Goal of the exercise =
The full listing is needed, transcribed word for word.

Data for review =
BEGIN
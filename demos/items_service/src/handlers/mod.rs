pub mod items;

pub use items::Store;

use brrtdispatch::prelude::*;
use serde_json::json;
use std::time::Duration;

/// `GET /get/{id}?name=`
pub fn greet() -> Handler {
    Handler::sync(|args| Ok(json!({ "name": args.str("name")?, "id": args.int("id")? })))
        .param(Param::new("id", ParamType::Int))
        .param(Param::new("name", ParamType::Str).with_default("guest"))
        .named("greet")
}

/// Echo the caller's session cookie and user agent.
pub fn whoami() -> Handler {
    Handler::sync(|args| {
        let req = args.request("req")?;
        Ok(json!({
            "session": args.opt_str("session")?,
            "agent": req.header("user-agent"),
        }))
    })
    .param(Param::request("req"))
    .param(Param::cookie("session", ParamType::Str).optional())
    .named("whoami")
}

/// Sleeps without blocking the worker.
pub fn slow() -> Handler {
    Handler::asynchronous(|args: Args| async move {
        let ms = args.int("ms")?;
        if !(0..=5_000).contains(&ms) {
            return Err(HandlerError::from(HttpError::bad_request(
                "ms must be between 0 and 5000",
            )));
        }
        tokio::time::sleep(Duration::from_millis(ms.unsigned_abs())).await;
        Ok::<_, HandlerError>(json!({ "slept_ms": ms }))
    })
    .param(Param::new("ms", ParamType::Int))
    .named("slow")
}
END
Written answer =
filename demos/items_service/src/handlers/mod.rs
pub mod items;

pub use items::Store;

use brrtdispatch::prelude::*;
use serde_json::json;
use std::time::Duration;

/// `GET /get/{id}?name=`
pub fn greet() -> Handler {
    Handler::sync(|args| Ok(json!({ "name": args.str("name")?, "id": args.int("id")? })))
        .param(Param::new("id", ParamType::Int))
        .param(Param::new("name", ParamType::Str).with_default("guest"))
        .named("greet")
}

/// Echo the caller's session cookie and user agent.
pub fn whoami() -> Handler {
    Handler::sync(|args| {
        let req = args.request("req")?;
        Ok(json!({
            "session": args.opt_str("session")?,
            "agent": req.header("user-agent"),
        }))
    })
    .param(Param::request("req"))
    .param(Param::cookie("session", ParamType::Str).optional())
    .named("whoami")
}

/// Sleeps without blocking the worker.
pub fn slow() -> Handler {
    Handler::asynchronous(|args: Args| async move {
        let ms = args.int("ms")?;
        if !(0..=5_000).contains(&ms) {
            return Err(HandlerError::from(HttpError::bad_request(
                "ms must be between 0 and 5000",
            )));
        }
        tokio::time::sleep(Duration::from_millis(ms.unsigned_abs())).await;
        Ok::<_, HandlerError>(json!({ "slept_ms": ms }))
    })
    .param(Param::new("ms", ParamType::Int))
    .named("slow")
}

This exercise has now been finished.